(TASK INPUTS Opens)

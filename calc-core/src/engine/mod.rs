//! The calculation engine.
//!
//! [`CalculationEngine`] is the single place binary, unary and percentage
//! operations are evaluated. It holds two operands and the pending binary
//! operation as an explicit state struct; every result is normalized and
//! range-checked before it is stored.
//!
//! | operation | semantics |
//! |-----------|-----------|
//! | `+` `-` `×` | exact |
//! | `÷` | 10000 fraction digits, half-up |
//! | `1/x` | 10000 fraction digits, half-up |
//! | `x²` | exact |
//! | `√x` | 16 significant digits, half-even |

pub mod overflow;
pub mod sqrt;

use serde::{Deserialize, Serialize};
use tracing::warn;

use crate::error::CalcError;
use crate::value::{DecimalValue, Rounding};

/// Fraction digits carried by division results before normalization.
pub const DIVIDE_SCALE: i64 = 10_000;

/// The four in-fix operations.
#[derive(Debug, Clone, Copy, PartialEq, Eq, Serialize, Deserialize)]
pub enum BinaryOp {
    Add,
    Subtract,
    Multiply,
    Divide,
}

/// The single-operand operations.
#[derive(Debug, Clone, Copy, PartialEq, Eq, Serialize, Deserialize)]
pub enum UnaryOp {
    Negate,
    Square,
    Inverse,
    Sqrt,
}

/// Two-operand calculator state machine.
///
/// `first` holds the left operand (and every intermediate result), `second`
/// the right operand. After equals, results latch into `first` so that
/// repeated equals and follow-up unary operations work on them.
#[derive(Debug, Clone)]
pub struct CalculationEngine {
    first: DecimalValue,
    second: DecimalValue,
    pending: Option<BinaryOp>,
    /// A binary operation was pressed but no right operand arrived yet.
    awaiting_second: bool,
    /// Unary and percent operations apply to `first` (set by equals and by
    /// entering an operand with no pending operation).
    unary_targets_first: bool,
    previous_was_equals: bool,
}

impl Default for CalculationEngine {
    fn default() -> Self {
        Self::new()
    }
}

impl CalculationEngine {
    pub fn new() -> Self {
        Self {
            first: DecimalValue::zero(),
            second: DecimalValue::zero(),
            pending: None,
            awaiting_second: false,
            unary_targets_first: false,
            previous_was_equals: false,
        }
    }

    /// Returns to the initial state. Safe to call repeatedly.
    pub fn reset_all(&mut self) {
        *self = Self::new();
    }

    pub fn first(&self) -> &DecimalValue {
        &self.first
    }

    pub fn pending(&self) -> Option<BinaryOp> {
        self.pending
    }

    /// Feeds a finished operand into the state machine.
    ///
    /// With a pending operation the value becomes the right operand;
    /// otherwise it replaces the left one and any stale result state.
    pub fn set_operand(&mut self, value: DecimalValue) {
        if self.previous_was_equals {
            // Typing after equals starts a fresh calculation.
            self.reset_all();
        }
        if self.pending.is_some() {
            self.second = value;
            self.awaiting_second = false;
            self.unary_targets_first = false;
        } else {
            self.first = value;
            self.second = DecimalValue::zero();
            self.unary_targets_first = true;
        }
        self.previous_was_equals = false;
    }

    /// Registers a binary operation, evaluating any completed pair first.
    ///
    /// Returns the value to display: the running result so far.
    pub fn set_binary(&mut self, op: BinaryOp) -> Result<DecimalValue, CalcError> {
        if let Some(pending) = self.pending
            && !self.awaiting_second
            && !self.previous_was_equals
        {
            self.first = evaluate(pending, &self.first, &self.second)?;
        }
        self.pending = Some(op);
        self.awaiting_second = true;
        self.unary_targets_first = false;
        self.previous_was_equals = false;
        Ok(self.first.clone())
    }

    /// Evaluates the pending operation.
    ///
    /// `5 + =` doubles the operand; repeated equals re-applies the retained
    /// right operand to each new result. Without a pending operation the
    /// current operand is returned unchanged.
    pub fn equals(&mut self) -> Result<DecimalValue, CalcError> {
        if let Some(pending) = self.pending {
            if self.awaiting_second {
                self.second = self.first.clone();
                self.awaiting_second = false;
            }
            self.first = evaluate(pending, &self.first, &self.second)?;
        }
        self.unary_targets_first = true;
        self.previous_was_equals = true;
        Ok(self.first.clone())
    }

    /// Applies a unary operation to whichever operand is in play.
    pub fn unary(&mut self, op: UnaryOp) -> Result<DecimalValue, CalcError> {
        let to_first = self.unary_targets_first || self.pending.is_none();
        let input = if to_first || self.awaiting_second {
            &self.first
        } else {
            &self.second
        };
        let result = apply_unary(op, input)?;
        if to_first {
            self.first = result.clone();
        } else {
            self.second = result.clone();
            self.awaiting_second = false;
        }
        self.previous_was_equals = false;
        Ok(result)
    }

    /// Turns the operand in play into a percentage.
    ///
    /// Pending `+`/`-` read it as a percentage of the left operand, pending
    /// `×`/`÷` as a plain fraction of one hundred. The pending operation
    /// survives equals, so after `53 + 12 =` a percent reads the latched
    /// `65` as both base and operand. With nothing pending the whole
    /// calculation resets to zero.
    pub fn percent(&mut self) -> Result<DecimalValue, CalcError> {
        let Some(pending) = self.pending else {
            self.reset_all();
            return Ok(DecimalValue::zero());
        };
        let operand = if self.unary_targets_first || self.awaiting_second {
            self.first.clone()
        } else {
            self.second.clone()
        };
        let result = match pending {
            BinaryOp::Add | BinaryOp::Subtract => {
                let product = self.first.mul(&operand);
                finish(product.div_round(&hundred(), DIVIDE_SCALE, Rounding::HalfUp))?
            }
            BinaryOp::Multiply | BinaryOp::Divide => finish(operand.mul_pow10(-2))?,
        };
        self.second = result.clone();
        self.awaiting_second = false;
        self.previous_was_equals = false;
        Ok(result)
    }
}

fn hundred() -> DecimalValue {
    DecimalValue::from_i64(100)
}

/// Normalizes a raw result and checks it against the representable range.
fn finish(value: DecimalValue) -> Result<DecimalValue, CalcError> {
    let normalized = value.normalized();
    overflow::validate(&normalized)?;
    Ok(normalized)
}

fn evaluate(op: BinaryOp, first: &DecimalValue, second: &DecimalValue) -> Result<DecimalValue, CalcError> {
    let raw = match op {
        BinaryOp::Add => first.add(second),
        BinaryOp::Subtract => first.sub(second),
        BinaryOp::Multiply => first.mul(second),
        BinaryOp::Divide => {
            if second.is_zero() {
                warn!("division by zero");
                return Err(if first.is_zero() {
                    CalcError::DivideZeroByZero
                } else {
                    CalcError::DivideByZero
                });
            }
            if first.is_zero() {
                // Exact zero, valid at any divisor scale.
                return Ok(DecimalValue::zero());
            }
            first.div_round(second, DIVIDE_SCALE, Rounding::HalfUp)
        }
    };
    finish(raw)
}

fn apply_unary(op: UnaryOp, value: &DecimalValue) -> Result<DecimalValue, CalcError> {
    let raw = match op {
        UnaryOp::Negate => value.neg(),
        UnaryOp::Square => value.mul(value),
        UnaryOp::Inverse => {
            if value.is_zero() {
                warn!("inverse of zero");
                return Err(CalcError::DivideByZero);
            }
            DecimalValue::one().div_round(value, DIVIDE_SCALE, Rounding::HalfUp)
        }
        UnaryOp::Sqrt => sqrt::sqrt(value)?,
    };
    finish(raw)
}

(TASK INPUTS Closes)

PROBLEM TO SOLVE> All of the data needs to be repeated exactly.

SOLUTION TO THE EXERCISE>
filename calc-core/src/engine/mod.rs
//! The calculation engine.
//!
//! [`CalculationEngine`] is the single place binary, unary and percentage
//! operations are evaluated. It holds two operands and the pending binary
//! operation as an explicit state struct; every result is normalized and
//! range-checked before it is stored.
//!
//! | operation | semantics |
//! |-----------|-----------|
//! | `+` `-` `×` | exact |
//! | `÷` | 10000 fraction digits, half-up |
//! | `1/x` | 10000 fraction digits, half-up |
//! | `x²` | exact |
//! | `√x` | 16 significant digits, half-even |

pub mod overflow;
pub mod sqrt;

use serde::{Deserialize, Serialize};
use tracing::warn;

use crate::error::CalcError;
use crate::value::{DecimalValue, Rounding};

/// Fraction digits carried by division results before normalization.
pub const DIVIDE_SCALE: i64 = 10_000;

/// The four in-fix operations.
#[derive(Debug, Clone, Copy, PartialEq, Eq, Serialize, Deserialize)]
pub enum BinaryOp {
    Add,
    Subtract,
    Multiply,
    Divide,
}

/// The single-operand operations.
#[derive(Debug, Clone, Copy, PartialEq, Eq, Serialize, Deserialize)]
pub enum UnaryOp {
    Negate,
    Square,
    Inverse,
    Sqrt,
}

/// Two-operand calculator state machine.
///
/// `first` holds the left operand (and every intermediate result), `second`
/// the right operand. After equals, results latch into `first` so that
/// repeated equals and follow-up unary operations work on them.
#[derive(Debug, Clone)]
pub struct CalculationEngine {
    first: DecimalValue,
    second: DecimalValue,
    pending: Option<BinaryOp>,
    /// A binary operation was pressed but no right operand arrived yet.
    awaiting_second: bool,
    /// Unary and percent operations apply to `first` (set by equals and by
    /// entering an operand with no pending operation).
    unary_targets_first: bool,
    previous_was_equals: bool,
}

impl Default for CalculationEngine {
    fn default() -> Self {
        Self::new()
    }
}

impl CalculationEngine {
    pub fn new() -> Self {
        Self {
            first: DecimalValue::zero(),
            second: DecimalValue::zero(),
            pending: None,
            awaiting_second: false,
            unary_targets_first: false,
            previous_was_equals: false,
        }
    }

    /// Returns to the initial state. Safe to call repeatedly.
    pub fn reset_all(&mut self) {
        *self = Self::new();
    }

    pub fn first(&self) -> &DecimalValue {
        &self.first
    }

    pub fn pending(&self) -> Option<BinaryOp> {
        self.pending
    }

    /// Feeds a finished operand into the state machine.
    ///
    /// With a pending operation the value becomes the right operand;
    /// otherwise it replaces the left one and any stale result state.
    pub fn set_operand(&mut self, value: DecimalValue) {
        if self.previous_was_equals {
            // Typing after equals starts a fresh calculation.
            self.reset_all();
        }
        if self.pending.is_some() {
            self.second = value;
            self.awaiting_second = false;
            self.unary_targets_first = false;
        } else {
            self.first = value;
            self.second = DecimalValue::zero();
            self.unary_targets_first = true;
        }
        self.previous_was_equals = false;
    }

    /// Registers a binary operation, evaluating any completed pair first.
    ///
    /// Returns the value to display: the running result so far.
    pub fn set_binary(&mut self, op: BinaryOp) -> Result<DecimalValue, CalcError> {
        if let Some(pending) = self.pending
            && !self.awaiting_second
            && !self.previous_was_equals
        {
            self.first = evaluate(pending, &self.first, &self.second)?;
        }
        self.pending = Some(op);
        self.awaiting_second = true;
        self.unary_targets_first = false;
        self.previous_was_equals = false;
        Ok(self.first.clone())
    }

    /// Evaluates the pending operation.
    ///
    /// `5 + =` doubles the operand; repeated equals re-applies the retained
    /// right operand to each new result. Without a pending operation the
    /// current operand is returned unchanged.
    pub fn equals(&mut self) -> Result<DecimalValue, CalcError> {
        if let Some(pending) = self.pending {
            if self.awaiting_second {
                self.second = self.first.clone();
                self.awaiting_second = false;
            }
            self.first = evaluate(pending, &self.first, &self.second)?;
        }
        self.unary_targets_first = true;
        self.previous_was_equals = true;
        Ok(self.first.clone())
    }

    /// Applies a unary operation to whichever operand is in play.
    pub fn unary(&mut self, op: UnaryOp) -> Result<DecimalValue, CalcError> {
        let to_first = self.unary_targets_first || self.pending.is_none();
        let input = if to_first || self.awaiting_second {
            &self.first
        } else {
            &self.second
        };
        let result = apply_unary(op, input)?;
        if to_first {
            self.first = result.clone();
        } else {
            self.second = result.clone();
            self.awaiting_second = false;
        }
        self.previous_was_equals = false;
        Ok(result)
    }

    /// Turns the operand in play into a percentage.
    ///
    /// Pending `+`/`-` read it as a percentage of the left operand, pending
    /// `×`/`÷` as a plain fraction of one hundred. The pending operation
    /// survives equals, so after `53 + 12 =` a percent reads the latched
    /// `65` as both base and operand. With nothing pending the whole
    /// calculation resets to zero.
    pub fn percent(&mut self) -> Result<DecimalValue, CalcError> {
        let Some(pending) = self.pending else {
            self.reset_all();
            return Ok(DecimalValue::zero());
        };
        let operand = if self.unary_targets_first || self.awaiting_second {
            self.first.clone()
        } else {
            self.second.clone()
        };
        let result = match pending {
            BinaryOp::Add | BinaryOp::Subtract => {
                let product = self.first.mul(&operand);
                finish(product.div_round(&hundred(), DIVIDE_SCALE, Rounding::HalfUp))?
            }
            BinaryOp::Multiply | BinaryOp::Divide => finish(operand.mul_pow10(-2))?,
        };
        self.second = result.clone();
        self.awaiting_second = false;
        self.previous_was_equals = false;
        Ok(result)
    }
}

fn hundred() -> DecimalValue {
    DecimalValue::from_i64(100)
}

/// Normalizes a raw result and checks it against the representable range.
fn finish(value: DecimalValue) -> Result<DecimalValue, CalcError> {
    let normalized = value.normalized();
    overflow::validate(&normalized)?;
    Ok(normalized)
}

fn evaluate(op: BinaryOp, first: &DecimalValue, second: &DecimalValue) -> Result<DecimalValue, CalcError> {
    let raw = match op {
        BinaryOp::Add => first.add(second),
        BinaryOp::Subtract => first.sub(second),
        BinaryOp::Multiply => first.mul(second),
        BinaryOp::Divide => {
            if second.is_zero() {
                warn!("division by zero");
                return Err(if first.is_zero() {
                    CalcError::DivideZeroByZero
                } else {
                    CalcError::DivideByZero
                });
            }
            if first.is_zero() {
                // Exact zero, valid at any divisor scale.
                return Ok(DecimalValue::zero());
            }
            first.div_round(second, DIVIDE_SCALE, Rounding::HalfUp)
        }
    };
    finish(raw)
}

fn apply_unary(op: UnaryOp, value: &DecimalValue) -> Result<DecimalValue, CalcError> {
    let raw = match op {
        UnaryOp::Negate => value.neg(),
        UnaryOp::Square => value.mul(value),
        UnaryOp::Inverse => {
            if value.is_zero() {
                warn!("inverse of zero");
                return Err(CalcError::DivideByZero);
            }
            DecimalValue::one().div_round(value, DIVIDE_SCALE, Rounding::HalfUp)
        }
        UnaryOp::Sqrt => sqrt::sqrt(value)?,
    };
    finish(raw)
}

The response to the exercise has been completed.